▶ [The data]:

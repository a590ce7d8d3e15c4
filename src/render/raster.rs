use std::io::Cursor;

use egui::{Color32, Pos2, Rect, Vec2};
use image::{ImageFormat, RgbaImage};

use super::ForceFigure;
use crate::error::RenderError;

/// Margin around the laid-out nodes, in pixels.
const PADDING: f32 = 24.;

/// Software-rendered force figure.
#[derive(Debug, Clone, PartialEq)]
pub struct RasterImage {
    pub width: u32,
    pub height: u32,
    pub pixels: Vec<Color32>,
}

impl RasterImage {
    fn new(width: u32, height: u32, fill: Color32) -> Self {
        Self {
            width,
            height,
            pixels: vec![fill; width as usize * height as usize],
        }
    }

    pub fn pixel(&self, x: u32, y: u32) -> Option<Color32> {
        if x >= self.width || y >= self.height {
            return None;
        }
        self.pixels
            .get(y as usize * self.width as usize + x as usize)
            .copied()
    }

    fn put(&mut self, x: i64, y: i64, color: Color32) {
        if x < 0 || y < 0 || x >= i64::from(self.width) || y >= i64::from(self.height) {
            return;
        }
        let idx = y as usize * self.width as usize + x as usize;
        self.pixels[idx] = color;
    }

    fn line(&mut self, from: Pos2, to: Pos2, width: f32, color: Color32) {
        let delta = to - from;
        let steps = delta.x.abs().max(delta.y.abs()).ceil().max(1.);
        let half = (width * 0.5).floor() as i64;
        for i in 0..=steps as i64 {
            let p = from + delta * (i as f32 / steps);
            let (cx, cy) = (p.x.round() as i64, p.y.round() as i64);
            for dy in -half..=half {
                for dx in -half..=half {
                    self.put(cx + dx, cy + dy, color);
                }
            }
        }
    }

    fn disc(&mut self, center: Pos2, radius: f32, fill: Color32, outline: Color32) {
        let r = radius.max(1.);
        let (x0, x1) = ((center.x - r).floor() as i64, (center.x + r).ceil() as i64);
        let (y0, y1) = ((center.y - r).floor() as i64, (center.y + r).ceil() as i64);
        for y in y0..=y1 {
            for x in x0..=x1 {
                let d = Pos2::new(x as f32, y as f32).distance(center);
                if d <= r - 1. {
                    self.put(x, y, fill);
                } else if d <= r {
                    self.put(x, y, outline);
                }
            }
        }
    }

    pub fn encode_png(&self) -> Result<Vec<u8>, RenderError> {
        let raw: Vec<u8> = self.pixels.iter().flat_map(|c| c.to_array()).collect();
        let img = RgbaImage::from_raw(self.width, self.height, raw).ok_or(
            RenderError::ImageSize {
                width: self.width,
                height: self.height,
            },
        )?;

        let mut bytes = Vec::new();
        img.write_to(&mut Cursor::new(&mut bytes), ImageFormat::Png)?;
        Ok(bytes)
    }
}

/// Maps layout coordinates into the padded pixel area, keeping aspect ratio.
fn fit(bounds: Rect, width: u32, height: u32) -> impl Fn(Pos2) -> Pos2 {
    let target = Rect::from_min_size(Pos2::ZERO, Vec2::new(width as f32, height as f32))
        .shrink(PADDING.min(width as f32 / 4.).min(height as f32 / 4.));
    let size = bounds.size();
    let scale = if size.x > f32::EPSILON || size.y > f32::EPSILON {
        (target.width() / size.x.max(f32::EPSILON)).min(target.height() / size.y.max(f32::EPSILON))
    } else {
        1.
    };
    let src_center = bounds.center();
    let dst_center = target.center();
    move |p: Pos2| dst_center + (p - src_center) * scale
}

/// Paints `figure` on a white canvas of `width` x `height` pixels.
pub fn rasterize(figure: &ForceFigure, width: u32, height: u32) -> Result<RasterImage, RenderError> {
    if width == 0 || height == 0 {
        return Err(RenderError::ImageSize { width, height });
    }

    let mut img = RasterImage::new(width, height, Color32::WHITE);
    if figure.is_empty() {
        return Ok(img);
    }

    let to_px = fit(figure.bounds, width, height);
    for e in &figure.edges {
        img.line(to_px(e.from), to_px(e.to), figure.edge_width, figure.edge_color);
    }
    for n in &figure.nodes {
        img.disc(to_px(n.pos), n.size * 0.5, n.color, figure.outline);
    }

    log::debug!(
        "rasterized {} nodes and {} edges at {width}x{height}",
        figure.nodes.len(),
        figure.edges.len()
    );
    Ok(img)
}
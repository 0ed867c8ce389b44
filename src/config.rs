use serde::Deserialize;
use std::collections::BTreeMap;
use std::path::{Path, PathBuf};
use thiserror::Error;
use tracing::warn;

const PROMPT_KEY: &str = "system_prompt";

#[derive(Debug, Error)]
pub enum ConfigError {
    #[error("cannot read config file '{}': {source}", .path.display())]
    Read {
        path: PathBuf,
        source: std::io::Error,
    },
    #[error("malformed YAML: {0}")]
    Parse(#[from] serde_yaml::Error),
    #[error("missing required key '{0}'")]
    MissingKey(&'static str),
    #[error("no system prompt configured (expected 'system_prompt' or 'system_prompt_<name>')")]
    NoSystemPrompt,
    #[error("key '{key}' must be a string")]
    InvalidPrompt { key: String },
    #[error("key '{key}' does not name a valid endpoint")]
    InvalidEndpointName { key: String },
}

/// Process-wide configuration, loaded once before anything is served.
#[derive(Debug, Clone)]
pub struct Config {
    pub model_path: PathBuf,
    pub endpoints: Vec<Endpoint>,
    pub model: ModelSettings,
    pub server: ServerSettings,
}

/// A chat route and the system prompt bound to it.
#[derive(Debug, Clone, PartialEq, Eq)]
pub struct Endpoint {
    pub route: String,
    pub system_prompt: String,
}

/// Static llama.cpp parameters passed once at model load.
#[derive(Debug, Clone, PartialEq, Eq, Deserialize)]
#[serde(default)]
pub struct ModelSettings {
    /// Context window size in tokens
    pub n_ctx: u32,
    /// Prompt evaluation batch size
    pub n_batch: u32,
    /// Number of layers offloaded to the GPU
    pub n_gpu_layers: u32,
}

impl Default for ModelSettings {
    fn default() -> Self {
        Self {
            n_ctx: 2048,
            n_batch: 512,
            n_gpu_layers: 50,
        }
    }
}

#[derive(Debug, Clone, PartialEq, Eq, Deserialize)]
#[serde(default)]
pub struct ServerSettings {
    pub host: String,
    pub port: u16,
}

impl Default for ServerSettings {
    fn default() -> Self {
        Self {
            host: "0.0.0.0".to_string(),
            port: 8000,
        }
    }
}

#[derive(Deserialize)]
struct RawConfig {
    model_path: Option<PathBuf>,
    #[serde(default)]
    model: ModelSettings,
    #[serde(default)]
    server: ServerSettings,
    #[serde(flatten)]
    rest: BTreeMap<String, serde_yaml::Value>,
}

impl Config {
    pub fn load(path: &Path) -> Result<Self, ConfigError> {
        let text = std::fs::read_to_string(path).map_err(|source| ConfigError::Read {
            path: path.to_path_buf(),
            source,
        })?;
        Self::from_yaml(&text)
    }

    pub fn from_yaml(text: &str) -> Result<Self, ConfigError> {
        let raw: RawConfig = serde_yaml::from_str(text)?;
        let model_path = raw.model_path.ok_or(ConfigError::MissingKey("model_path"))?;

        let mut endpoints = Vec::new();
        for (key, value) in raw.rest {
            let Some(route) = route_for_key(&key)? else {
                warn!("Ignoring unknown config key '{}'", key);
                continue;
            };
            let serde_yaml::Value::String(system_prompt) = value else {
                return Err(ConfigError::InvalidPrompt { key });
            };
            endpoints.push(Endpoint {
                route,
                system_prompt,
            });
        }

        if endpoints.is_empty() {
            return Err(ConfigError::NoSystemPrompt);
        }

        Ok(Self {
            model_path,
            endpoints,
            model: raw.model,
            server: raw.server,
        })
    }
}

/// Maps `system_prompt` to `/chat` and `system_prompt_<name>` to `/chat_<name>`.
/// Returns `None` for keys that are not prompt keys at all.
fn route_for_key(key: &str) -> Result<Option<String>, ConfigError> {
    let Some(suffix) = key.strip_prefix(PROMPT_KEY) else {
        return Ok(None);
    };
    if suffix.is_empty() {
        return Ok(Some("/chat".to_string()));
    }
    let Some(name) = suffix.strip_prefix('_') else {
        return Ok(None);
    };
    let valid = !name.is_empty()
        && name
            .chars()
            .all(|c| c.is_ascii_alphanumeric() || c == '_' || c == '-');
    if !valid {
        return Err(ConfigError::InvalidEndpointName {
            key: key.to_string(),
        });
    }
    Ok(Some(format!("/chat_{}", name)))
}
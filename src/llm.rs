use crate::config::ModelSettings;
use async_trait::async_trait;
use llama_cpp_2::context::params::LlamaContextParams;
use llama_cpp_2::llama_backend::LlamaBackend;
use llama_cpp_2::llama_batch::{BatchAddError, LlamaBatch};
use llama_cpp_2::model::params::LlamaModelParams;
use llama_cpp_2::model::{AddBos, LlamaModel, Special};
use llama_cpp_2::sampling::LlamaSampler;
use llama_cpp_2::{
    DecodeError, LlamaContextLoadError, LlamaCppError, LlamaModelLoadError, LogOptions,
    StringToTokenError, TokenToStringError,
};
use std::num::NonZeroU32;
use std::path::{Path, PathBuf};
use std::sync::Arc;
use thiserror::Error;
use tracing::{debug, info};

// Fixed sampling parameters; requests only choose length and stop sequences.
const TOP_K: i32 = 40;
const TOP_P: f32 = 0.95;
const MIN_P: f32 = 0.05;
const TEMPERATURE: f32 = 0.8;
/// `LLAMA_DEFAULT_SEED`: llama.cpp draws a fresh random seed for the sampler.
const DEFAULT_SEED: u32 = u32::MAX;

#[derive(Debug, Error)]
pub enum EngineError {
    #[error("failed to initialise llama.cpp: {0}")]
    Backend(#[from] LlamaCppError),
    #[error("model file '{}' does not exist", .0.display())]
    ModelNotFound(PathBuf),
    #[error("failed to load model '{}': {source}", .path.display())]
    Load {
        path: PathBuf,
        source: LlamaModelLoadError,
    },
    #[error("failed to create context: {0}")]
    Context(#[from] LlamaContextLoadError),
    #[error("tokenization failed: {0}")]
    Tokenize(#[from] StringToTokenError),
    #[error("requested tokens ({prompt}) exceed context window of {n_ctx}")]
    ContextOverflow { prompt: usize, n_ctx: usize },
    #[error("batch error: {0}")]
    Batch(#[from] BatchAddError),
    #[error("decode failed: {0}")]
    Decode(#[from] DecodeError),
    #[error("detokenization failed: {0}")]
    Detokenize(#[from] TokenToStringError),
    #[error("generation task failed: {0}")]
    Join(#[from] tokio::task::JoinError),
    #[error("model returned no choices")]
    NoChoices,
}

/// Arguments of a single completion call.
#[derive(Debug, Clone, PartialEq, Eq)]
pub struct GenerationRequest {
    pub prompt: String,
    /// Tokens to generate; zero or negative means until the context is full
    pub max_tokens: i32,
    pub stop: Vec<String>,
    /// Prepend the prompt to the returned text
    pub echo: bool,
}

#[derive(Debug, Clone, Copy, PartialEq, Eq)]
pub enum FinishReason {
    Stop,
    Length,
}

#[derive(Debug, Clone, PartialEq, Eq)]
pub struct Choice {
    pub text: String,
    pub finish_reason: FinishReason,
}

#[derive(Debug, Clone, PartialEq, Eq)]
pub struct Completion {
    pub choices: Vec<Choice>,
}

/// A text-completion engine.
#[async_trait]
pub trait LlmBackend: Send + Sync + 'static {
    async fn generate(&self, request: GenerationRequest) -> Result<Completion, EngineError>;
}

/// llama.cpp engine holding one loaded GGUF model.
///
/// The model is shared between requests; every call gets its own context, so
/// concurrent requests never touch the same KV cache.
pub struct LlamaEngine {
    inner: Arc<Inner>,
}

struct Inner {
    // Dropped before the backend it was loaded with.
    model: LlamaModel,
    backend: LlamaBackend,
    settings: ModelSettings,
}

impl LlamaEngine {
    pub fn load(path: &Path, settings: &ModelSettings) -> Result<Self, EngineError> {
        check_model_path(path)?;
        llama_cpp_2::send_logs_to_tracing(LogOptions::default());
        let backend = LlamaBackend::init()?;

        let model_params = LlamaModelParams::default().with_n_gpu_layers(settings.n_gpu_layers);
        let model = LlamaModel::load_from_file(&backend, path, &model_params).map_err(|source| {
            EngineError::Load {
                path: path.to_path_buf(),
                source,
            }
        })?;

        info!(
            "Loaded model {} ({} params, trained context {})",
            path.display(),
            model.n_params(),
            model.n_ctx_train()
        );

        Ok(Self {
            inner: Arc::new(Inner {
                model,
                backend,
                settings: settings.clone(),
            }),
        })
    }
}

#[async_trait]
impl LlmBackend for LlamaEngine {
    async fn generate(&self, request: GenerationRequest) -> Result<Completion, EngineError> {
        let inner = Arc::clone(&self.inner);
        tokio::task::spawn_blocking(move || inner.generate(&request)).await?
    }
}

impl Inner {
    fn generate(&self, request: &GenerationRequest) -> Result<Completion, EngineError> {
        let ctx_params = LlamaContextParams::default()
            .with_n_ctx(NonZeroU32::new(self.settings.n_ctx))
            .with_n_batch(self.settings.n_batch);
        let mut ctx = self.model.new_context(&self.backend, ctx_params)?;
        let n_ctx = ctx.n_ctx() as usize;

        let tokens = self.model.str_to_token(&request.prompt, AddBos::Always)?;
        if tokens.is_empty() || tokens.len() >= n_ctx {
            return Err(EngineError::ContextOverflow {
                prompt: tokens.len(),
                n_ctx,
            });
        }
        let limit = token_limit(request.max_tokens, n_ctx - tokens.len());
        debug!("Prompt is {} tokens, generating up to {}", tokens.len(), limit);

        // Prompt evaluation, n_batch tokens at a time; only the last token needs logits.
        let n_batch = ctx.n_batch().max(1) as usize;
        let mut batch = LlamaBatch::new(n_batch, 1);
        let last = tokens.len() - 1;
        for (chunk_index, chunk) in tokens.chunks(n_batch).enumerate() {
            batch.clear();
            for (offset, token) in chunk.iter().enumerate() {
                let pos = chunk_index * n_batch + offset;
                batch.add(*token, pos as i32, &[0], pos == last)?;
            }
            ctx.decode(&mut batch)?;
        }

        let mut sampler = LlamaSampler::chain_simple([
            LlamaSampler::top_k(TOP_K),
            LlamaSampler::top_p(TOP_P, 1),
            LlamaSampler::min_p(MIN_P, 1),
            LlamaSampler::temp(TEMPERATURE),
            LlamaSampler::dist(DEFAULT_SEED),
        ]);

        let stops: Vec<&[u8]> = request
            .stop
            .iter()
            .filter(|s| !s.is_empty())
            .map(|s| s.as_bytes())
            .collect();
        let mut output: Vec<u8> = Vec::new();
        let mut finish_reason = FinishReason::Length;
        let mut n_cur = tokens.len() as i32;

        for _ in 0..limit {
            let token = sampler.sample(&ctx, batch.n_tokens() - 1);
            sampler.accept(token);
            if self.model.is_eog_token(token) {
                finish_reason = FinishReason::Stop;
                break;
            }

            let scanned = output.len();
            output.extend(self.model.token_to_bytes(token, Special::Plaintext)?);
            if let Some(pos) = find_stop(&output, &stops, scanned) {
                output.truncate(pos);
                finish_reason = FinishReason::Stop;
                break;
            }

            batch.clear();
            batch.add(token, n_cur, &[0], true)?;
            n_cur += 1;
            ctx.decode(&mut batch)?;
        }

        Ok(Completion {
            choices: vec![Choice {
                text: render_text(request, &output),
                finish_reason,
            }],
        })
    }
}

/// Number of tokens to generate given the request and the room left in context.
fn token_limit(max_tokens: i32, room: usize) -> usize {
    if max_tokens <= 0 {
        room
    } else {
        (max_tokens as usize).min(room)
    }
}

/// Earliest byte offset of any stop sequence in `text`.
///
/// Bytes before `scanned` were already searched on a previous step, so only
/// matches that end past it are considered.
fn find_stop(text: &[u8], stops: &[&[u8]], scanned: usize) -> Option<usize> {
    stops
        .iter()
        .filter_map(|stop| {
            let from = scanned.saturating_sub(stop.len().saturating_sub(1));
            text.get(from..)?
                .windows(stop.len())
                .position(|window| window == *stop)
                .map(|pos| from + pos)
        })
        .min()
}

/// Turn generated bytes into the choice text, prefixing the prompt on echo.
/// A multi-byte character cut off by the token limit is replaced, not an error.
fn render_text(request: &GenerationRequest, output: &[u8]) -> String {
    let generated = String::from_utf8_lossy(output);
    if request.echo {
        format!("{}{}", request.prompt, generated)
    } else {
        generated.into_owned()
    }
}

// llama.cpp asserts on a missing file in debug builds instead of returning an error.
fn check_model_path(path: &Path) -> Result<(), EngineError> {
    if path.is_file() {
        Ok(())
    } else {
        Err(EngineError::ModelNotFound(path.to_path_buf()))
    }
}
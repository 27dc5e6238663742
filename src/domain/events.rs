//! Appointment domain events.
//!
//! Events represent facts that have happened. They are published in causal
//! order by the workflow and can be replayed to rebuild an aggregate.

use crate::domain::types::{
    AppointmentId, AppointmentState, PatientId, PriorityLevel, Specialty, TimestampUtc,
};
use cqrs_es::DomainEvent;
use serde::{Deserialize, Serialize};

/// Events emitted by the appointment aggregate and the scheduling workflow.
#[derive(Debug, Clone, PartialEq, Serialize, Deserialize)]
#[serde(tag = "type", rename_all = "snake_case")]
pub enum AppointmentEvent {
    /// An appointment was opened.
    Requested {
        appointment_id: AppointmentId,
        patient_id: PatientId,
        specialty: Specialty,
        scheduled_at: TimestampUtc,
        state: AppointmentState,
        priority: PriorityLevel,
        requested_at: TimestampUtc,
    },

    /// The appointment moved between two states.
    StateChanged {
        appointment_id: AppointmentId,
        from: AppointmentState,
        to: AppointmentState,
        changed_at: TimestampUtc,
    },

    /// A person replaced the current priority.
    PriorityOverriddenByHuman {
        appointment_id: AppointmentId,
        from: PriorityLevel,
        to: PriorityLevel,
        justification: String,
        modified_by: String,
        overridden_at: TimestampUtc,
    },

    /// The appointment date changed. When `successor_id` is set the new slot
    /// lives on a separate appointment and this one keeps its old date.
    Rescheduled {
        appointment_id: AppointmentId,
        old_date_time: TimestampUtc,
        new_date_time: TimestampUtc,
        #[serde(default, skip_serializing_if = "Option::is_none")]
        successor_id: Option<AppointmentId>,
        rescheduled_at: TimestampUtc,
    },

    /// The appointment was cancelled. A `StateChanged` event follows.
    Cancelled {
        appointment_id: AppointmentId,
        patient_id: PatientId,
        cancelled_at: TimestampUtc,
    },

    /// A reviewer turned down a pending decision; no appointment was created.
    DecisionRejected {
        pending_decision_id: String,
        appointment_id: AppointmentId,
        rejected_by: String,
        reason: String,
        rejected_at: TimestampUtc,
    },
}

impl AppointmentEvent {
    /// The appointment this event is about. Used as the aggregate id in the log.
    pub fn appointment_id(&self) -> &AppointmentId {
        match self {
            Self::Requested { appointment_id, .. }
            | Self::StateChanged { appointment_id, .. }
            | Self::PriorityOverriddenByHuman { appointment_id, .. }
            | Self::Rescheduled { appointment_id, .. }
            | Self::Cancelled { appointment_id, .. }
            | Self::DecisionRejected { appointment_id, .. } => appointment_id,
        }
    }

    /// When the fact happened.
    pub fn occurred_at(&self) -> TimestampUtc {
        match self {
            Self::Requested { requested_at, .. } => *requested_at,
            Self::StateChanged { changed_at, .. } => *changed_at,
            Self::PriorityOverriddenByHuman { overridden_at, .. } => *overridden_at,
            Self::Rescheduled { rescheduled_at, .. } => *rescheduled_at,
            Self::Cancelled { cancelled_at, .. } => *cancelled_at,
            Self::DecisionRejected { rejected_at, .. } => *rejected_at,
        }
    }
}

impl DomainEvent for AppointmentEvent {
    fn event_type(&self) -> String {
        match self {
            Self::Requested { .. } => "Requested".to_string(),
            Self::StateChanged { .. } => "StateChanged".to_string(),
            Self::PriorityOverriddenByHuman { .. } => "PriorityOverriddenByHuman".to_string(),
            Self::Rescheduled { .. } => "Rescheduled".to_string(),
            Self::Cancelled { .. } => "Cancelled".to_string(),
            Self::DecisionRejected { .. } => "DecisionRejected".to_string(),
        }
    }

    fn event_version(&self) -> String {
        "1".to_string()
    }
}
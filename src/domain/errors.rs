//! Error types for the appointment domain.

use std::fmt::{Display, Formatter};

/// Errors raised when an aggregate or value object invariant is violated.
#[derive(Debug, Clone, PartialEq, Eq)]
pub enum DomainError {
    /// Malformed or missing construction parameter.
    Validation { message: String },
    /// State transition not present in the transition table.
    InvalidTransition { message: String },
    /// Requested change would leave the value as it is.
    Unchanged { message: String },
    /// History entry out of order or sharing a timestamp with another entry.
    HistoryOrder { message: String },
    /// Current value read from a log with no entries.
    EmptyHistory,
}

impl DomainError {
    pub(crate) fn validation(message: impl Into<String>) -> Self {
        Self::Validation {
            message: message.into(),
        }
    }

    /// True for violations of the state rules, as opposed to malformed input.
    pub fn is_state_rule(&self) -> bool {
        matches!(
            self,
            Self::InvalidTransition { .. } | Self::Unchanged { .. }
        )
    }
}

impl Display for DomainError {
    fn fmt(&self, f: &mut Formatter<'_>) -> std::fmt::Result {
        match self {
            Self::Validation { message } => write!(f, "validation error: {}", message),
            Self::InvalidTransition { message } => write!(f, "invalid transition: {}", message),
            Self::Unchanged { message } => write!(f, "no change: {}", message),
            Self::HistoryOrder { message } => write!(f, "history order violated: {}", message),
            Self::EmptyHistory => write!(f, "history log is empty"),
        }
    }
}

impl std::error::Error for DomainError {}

▶ [Work task]: Your answer must be the lines from the first line of the records through the line containing "nodes, in pixels.", copied exactly.

▶ [The completed task]:
repository a590ce7d8d3e15c4
filename src/render/raster.rs
use std::io::Cursor;

use egui::{Color32, Pos2, Rect, Vec2};
use image::{ImageFormat, RgbaImage};

use super::ForceFigure;
use crate::error::RenderError;

/// Margin around the laid-out nodes, in pixels.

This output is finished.